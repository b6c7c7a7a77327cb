//! Capabilities handshake messages
//!
//! The initiator opens every BTP session by writing a capabilities request;
//! the responder answers with a capabilities response on the indication
//! characteristic. Both start with the same two magic bytes, which can never
//! form a valid fragment header.
//!
//! ```text
//! request:  [0x65 0x6C][mtu: 2 BE][versions: 4, nibble-packed][window: 1]
//! response: [0x65 0x6C][fragment_size: 2 BE][version: 1][window: 1]
//! ```

use crate::BtpError;

pub const CAPABILITIES_MAGIC: [u8; 2] = [0x65, 0x6C];
pub const CAPABILITIES_REQUEST_LEN: usize = 9;
pub const CAPABILITIES_RESPONSE_LEN: usize = 6;
pub const NUM_SUPPORTED_VERSION_SLOTS: usize = 8;

/// The only protocol version this crate speaks
pub const BTP_PROTOCOL_VERSION: u8 = 4;
pub const MIN_SUPPORTED_VERSION: u8 = BTP_PROTOCOL_VERSION;
pub const MAX_SUPPORTED_VERSION: u8 = BTP_PROTOCOL_VERSION;

fn check_magic(bytes: &[u8], min_len: usize, what: &'static str) -> Result<(), BtpError> {
    if bytes.len() < min_len {
        return Err(BtpError::MalformedCapabilities(what));
    }
    if bytes[..2] != CAPABILITIES_MAGIC {
        return Err(BtpError::MalformedCapabilities("bad magic"));
    }
    Ok(())
}

/// Whether an opening write is a capabilities request
pub fn is_capabilities_request(bytes: &[u8]) -> bool {
    bytes.len() >= CAPABILITIES_REQUEST_LEN && bytes[..2] == CAPABILITIES_MAGIC
}

/// Highest version both sides support, or 0 when there is none
pub fn highest_supported_version(request: &CapabilitiesRequest, min: u8, max: u8) -> u8 {
    request
        .supported_versions()
        .filter(|version| (min..=max).contains(version))
        .max()
        .unwrap_or(0)
}

#[derive(Debug, Clone, Copy, PartialEq, Eq)]
pub struct CapabilitiesRequest {
    /// ATT MTU as seen by the initiator, 0 when unknown
    pub mtu: u16,
    /// Candidate versions, one nibble each on the wire; 0 marks an empty slot
    pub supported_versions: [u8; NUM_SUPPORTED_VERSION_SLOTS],
    /// Receive window the initiator offers
    pub window_size: u8,
}

impl CapabilitiesRequest {
    /// Request advertising [`BTP_PROTOCOL_VERSION`] only
    pub fn new(mtu: u16, window_size: u8) -> Self {
        let mut request = Self {
            mtu,
            supported_versions: [0; NUM_SUPPORTED_VERSION_SLOTS],
            window_size,
        };
        request.set_supported_version(0, BTP_PROTOCOL_VERSION);
        request
    }

    /// Fill a version slot. Out-of-range slots are ignored and versions are
    /// truncated to a nibble.
    pub fn set_supported_version(&mut self, index: usize, version: u8) {
        if let Some(slot) = self.supported_versions.get_mut(index) {
            *slot = version & 0x0F;
        }
    }

    /// Non-empty version slots
    pub fn supported_versions(&self) -> impl Iterator<Item = u8> + '_ {
        self.supported_versions.iter().copied().filter(|v| *v != 0)
    }

    pub fn encode(&self) -> [u8; CAPABILITIES_REQUEST_LEN] {
        let mut out = [0u8; CAPABILITIES_REQUEST_LEN];
        out[..2].copy_from_slice(&CAPABILITIES_MAGIC);
        out[2..4].copy_from_slice(&self.mtu.to_be_bytes());
        for (i, version) in self.supported_versions.iter().enumerate() {
            let shift = if i % 2 == 0 { 0 } else { 4 };
            out[4 + i / 2] |= (version & 0x0F) << shift;
        }
        out[8] = self.window_size;
        out
    }

    pub fn decode(bytes: &[u8]) -> Result<Self, BtpError> {
        check_magic(bytes, CAPABILITIES_REQUEST_LEN, "request too short")?;

        let mut supported_versions = [0u8; NUM_SUPPORTED_VERSION_SLOTS];
        for (i, slot) in supported_versions.iter_mut().enumerate() {
            let byte = bytes[4 + i / 2];
            *slot = if i % 2 == 0 { byte & 0x0F } else { byte >> 4 };
        }

        Ok(Self {
            mtu: u16::from_be_bytes([bytes[2], bytes[3]]),
            supported_versions,
            window_size: bytes[8],
        })
    }
}

#[derive(Debug, Clone, Copy, PartialEq, Eq)]
pub struct CapabilitiesResponse {
    pub fragment_size: u16,
    /// 0 when the responder found no common version
    pub selected_version: u8,
    pub window_size: u8,
}

impl CapabilitiesResponse {
    pub fn encode(&self) -> [u8; CAPABILITIES_RESPONSE_LEN] {
        let [hi, lo] = self.fragment_size.to_be_bytes();
        [
            CAPABILITIES_MAGIC[0],
            CAPABILITIES_MAGIC[1],
            hi,
            lo,
            self.selected_version,
            self.window_size,
        ]
    }

    pub fn decode(bytes: &[u8]) -> Result<Self, BtpError> {
        check_magic(bytes, CAPABILITIES_RESPONSE_LEN, "response too short")?;
        Ok(Self {
            fragment_size: u16::from_be_bytes([bytes[2], bytes[3]]),
            selected_version: bytes[4],
            window_size: bytes[5],
        })
    }
}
_____
◆ EXERCISE DIRECTIONS: Word for word, restate the material above.

◆ WRITTEN RESPONSE:
repository b6c7c7a7a77327cb
//! Capabilities handshake messages
//!
//! The initiator opens every BTP session by writing a capabilities request;
//! the responder answers with a capabilities response on the indication
//! characteristic. Both start with the same two magic bytes, which can never
//! form a valid fragment header.
//!
//! ```text
//! request:  [0x65 0x6C][mtu: 2 BE][versions: 4, nibble-packed][window: 1]
//! response: [0x65 0x6C][fragment_size: 2 BE][version: 1][window: 1]
//! ```

use crate::BtpError;

pub const CAPABILITIES_MAGIC: [u8; 2] = [0x65, 0x6C];
pub const CAPABILITIES_REQUEST_LEN: usize = 9;
pub const CAPABILITIES_RESPONSE_LEN: usize = 6;
pub const NUM_SUPPORTED_VERSION_SLOTS: usize = 8;

/// The only protocol version this crate speaks
pub const BTP_PROTOCOL_VERSION: u8 = 4;
pub const MIN_SUPPORTED_VERSION: u8 = BTP_PROTOCOL_VERSION;
pub const MAX_SUPPORTED_VERSION: u8 = BTP_PROTOCOL_VERSION;

fn check_magic(bytes: &[u8], min_len: usize, what: &'static str) -> Result<(), BtpError> {
    if bytes.len() < min_len {
        return Err(BtpError::MalformedCapabilities(what));
    }
    if bytes[..2] != CAPABILITIES_MAGIC {
        return Err(BtpError::MalformedCapabilities("bad magic"));
    }
    Ok(())
}

/// Whether an opening write is a capabilities request
pub fn is_capabilities_request(bytes: &[u8]) -> bool {
    bytes.len() >= CAPABILITIES_REQUEST_LEN && bytes[..2] == CAPABILITIES_MAGIC
}

/// Highest version both sides support, or 0 when there is none
pub fn highest_supported_version(request: &CapabilitiesRequest, min: u8, max: u8) -> u8 {
    request
        .supported_versions()
        .filter(|version| (min..=max).contains(version))
        .max()
        .unwrap_or(0)
}

#[derive(Debug, Clone, Copy, PartialEq, Eq)]
pub struct CapabilitiesRequest {
    /// ATT MTU as seen by the initiator, 0 when unknown
    pub mtu: u16,
    /// Candidate versions, one nibble each on the wire; 0 marks an empty slot
    pub supported_versions: [u8; NUM_SUPPORTED_VERSION_SLOTS],
    /// Receive window the initiator offers
    pub window_size: u8,
}

impl CapabilitiesRequest {
    /// Request advertising [`BTP_PROTOCOL_VERSION`] only
    pub fn new(mtu: u16, window_size: u8) -> Self {
        let mut request = Self {
            mtu,
            supported_versions: [0; NUM_SUPPORTED_VERSION_SLOTS],
            window_size,
        };
        request.set_supported_version(0, BTP_PROTOCOL_VERSION);
        request
    }

    /// Fill a version slot. Out-of-range slots are ignored and versions are
    /// truncated to a nibble.
    pub fn set_supported_version(&mut self, index: usize, version: u8) {
        if let Some(slot) = self.supported_versions.get_mut(index) {
            *slot = version & 0x0F;
        }
    }

    /// Non-empty version slots
    pub fn supported_versions(&self) -> impl Iterator<Item = u8> + '_ {
        self.supported_versions.iter().copied().filter(|v| *v != 0)
    }

    pub fn encode(&self) -> [u8; CAPABILITIES_REQUEST_LEN] {
        let mut out = [0u8; CAPABILITIES_REQUEST_LEN];
        out[..2].copy_from_slice(&CAPABILITIES_MAGIC);
        out[2..4].copy_from_slice(&self.mtu.to_be_bytes());
        for (i, version) in self.supported_versions.iter().enumerate() {
            let shift = if i % 2 == 0 { 0 } else { 4 };
            out[4 + i / 2] |= (version & 0x0F) << shift;
        }
        out[8] = self.window_size;
        out
    }

    pub fn decode(bytes: &[u8]) -> Result<Self, BtpError> {
        check_magic(bytes, CAPABILITIES_REQUEST_LEN, "request too short")?;

        let mut supported_versions = [0u8; NUM_SUPPORTED_VERSION_SLOTS];
        for (i, slot) in supported_versions.iter_mut().enumerate() {
            let byte = bytes[4 + i / 2];
            *slot = if i % 2 == 0 { byte & 0x0F } else { byte >> 4 };
        }

        Ok(Self {
            mtu: u16::from_be_bytes([bytes[2], bytes[3]]),
            supported_versions,
            window_size: bytes[8],
        })
    }
}

#[derive(Debug, Clone, Copy, PartialEq, Eq)]
pub struct CapabilitiesResponse {
    pub fragment_size: u16,
    /// 0 when the responder found no common version
    pub selected_version: u8,
    pub window_size: u8,
}

impl CapabilitiesResponse {
    pub fn encode(&self) -> [u8; CAPABILITIES_RESPONSE_LEN] {
        let [hi, lo] = self.fragment_size.to_be_bytes();
        [
            CAPABILITIES_MAGIC[0],
            CAPABILITIES_MAGIC[1],
            hi,
            lo,
            self.selected_version,
            self.window_size,
        ]
    }

    pub fn decode(bytes: &[u8]) -> Result<Self, BtpError> {
        check_magic(bytes, CAPABILITIES_RESPONSE_LEN, "response too short")?;
        Ok(Self {
            fragment_size: u16::from_be_bytes([bytes[2], bytes[3]]),
            selected_version: bytes[4],
            window_size: bytes[5],
        })
    }
}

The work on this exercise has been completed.